Collected data:
==========
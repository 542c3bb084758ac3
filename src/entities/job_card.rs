use chrono::{DateTime, Utc};
use rust_decimal::Decimal;
use sea_orm::entity::prelude::*;
use serde::{Deserialize, Serialize};

use crate::services::totals::Totals;

/// Job card (service order) for one vehicle visit
#[derive(Clone, Debug, PartialEq, Eq, DeriveEntityModel, Serialize, Deserialize)]
#[sea_orm(table_name = "job_cards")]
pub struct Model {
    #[sea_orm(primary_key)]
    pub id: i64,
    #[sea_orm(unique)]
    pub job_no: i64,
    pub customer_id: i64,
    pub vehicle_id: i64,
    pub status: JobStatus,
    #[sea_orm(nullable)]
    pub assigned_mechanic_id: Option<i64>,
    #[sea_orm(column_type = "Text", nullable)]
    pub mechanic_notes: Option<String>,
    #[sea_orm(column_type = "Decimal(None)")]
    pub services_amount: Decimal,
    #[sea_orm(column_type = "Decimal(None)")]
    pub parts_amount: Decimal,
    #[sea_orm(column_type = "Decimal(None)")]
    pub tax_amount: Decimal,
    #[sea_orm(column_type = "Decimal(None)")]
    pub grand_total: Decimal,
    #[sea_orm(nullable)]
    pub deleted_at: Option<DateTime<Utc>>,
    pub created_at: DateTime<Utc>,
    pub updated_at: DateTime<Utc>,
}

impl Model {
    /// Persisted totals as last computed for this job.
    pub fn totals(&self) -> Totals {
        Totals {
            services_amount: self.services_amount,
            parts_amount: self.parts_amount,
            tax_amount: self.tax_amount,
            grand_total: self.grand_total,
        }
    }

    pub fn is_deleted(&self) -> bool {
        self.deleted_at.is_some()
    }
}

#[derive(Copy, Clone, Debug, EnumIter, DeriveRelation)]
pub enum Relation {
    #[sea_orm(has_many = "super::job_card_service::Entity")]
    Services,
    #[sea_orm(has_many = "super::job_card_part::Entity")]
    Parts,
    #[sea_orm(
        belongs_to = "super::customer::Entity",
        from = "Column::CustomerId",
        to = "super::customer::Column::Id"
    )]
    Customer,
    #[sea_orm(
        belongs_to = "super::vehicle::Entity",
        from = "Column::VehicleId",
        to = "super::vehicle::Column::Id"
    )]
    Vehicle,
}

impl Related<super::job_card_service::Entity> for Entity {
    fn to() -> RelationDef {
        Relation::Services.def()
    }
}

impl Related<super::job_card_part::Entity> for Entity {
    fn to() -> RelationDef {
        Relation::Parts.def()
    }
}

impl Related<super::customer::Entity> for Entity {
    fn to() -> RelationDef {
        Relation::Customer.def()
    }
}

impl Related<super::vehicle::Entity> for Entity {
    fn to() -> RelationDef {
        Relation::Vehicle.def()
    }
}

impl ActiveModelBehavior for ActiveModel {}

/// Job card lifecycle status
#[derive(
    Debug,
    Clone,
    Copy,
    PartialEq,
    Eq,
    Hash,
    Serialize,
    Deserialize,
    EnumIter,
    DeriveActiveEnum,
    strum::Display,
    strum::EnumString,
)]
#[sea_orm(rs_type = "String", db_type = "String(StringLen::N(20))")]
#[serde(rename_all = "SCREAMING_SNAKE_CASE")]
#[strum(serialize_all = "SCREAMING_SNAKE_CASE", ascii_case_insensitive)]
pub enum JobStatus {
    #[sea_orm(string_value = "OPEN")]
    Open,
    #[sea_orm(string_value = "IN_PROGRESS")]
    InProgress,
    #[sea_orm(string_value = "COMPLETED")]
    Completed,
    #[sea_orm(string_value = "BILLED")]
    Billed,
}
==========
- [ASSIGNED TASK]
All of the entries above must be transcribed exactly.

- [ANSWER SPACE]
repository 542c3bb084758ac3
filename src/entities/job_card.rs
use chrono::{DateTime, Utc};
use rust_decimal::Decimal;
use sea_orm::entity::prelude::*;
use serde::{Deserialize, Serialize};

use crate::services::totals::Totals;

/// Job card (service order) for one vehicle visit
#[derive(Clone, Debug, PartialEq, Eq, DeriveEntityModel, Serialize, Deserialize)]
#[sea_orm(table_name = "job_cards")]
pub struct Model {
    #[sea_orm(primary_key)]
    pub id: i64,
    #[sea_orm(unique)]
    pub job_no: i64,
    pub customer_id: i64,
    pub vehicle_id: i64,
    pub status: JobStatus,
    #[sea_orm(nullable)]
    pub assigned_mechanic_id: Option<i64>,
    #[sea_orm(column_type = "Text", nullable)]
    pub mechanic_notes: Option<String>,
    #[sea_orm(column_type = "Decimal(None)")]
    pub services_amount: Decimal,
    #[sea_orm(column_type = "Decimal(None)")]
    pub parts_amount: Decimal,
    #[sea_orm(column_type = "Decimal(None)")]
    pub tax_amount: Decimal,
    #[sea_orm(column_type = "Decimal(None)")]
    pub grand_total: Decimal,
    #[sea_orm(nullable)]
    pub deleted_at: Option<DateTime<Utc>>,
    pub created_at: DateTime<Utc>,
    pub updated_at: DateTime<Utc>,
}

impl Model {
    /// Persisted totals as last computed for this job.
    pub fn totals(&self) -> Totals {
        Totals {
            services_amount: self.services_amount,
            parts_amount: self.parts_amount,
            tax_amount: self.tax_amount,
            grand_total: self.grand_total,
        }
    }

    pub fn is_deleted(&self) -> bool {
        self.deleted_at.is_some()
    }
}

#[derive(Copy, Clone, Debug, EnumIter, DeriveRelation)]
pub enum Relation {
    #[sea_orm(has_many = "super::job_card_service::Entity")]
    Services,
    #[sea_orm(has_many = "super::job_card_part::Entity")]
    Parts,
    #[sea_orm(
        belongs_to = "super::customer::Entity",
        from = "Column::CustomerId",
        to = "super::customer::Column::Id"
    )]
    Customer,
    #[sea_orm(
        belongs_to = "super::vehicle::Entity",
        from = "Column::VehicleId",
        to = "super::vehicle::Column::Id"
    )]
    Vehicle,
}

impl Related<super::job_card_service::Entity> for Entity {
    fn to() -> RelationDef {
        Relation::Services.def()
    }
}

impl Related<super::job_card_part::Entity> for Entity {
    fn to() -> RelationDef {
        Relation::Parts.def()
    }
}

impl Related<super::customer::Entity> for Entity {
    fn to() -> RelationDef {
        Relation::Customer.def()
    }
}

impl Related<super::vehicle::Entity> for Entity {
    fn to() -> RelationDef {
        Relation::Vehicle.def()
    }
}

impl ActiveModelBehavior for ActiveModel {}

/// Job card lifecycle status
#[derive(
    Debug,
    Clone,
    Copy,
    PartialEq,
    Eq,
    Hash,
    Serialize,
    Deserialize,
    EnumIter,
    DeriveActiveEnum,
    strum::Display,
    strum::EnumString,
)]
#[sea_orm(rs_type = "String", db_type = "String(StringLen::N(20))")]
#[serde(rename_all = "SCREAMING_SNAKE_CASE")]
#[strum(serialize_all = "SCREAMING_SNAKE_CASE", ascii_case_insensitive)]
pub enum JobStatus {
    #[sea_orm(string_value = "OPEN")]
    Open,
    #[sea_orm(string_value = "IN_PROGRESS")]
    InProgress,
    #[sea_orm(string_value = "COMPLETED")]
    Completed,
    #[sea_orm(string_value = "BILLED")]
    Billed,
}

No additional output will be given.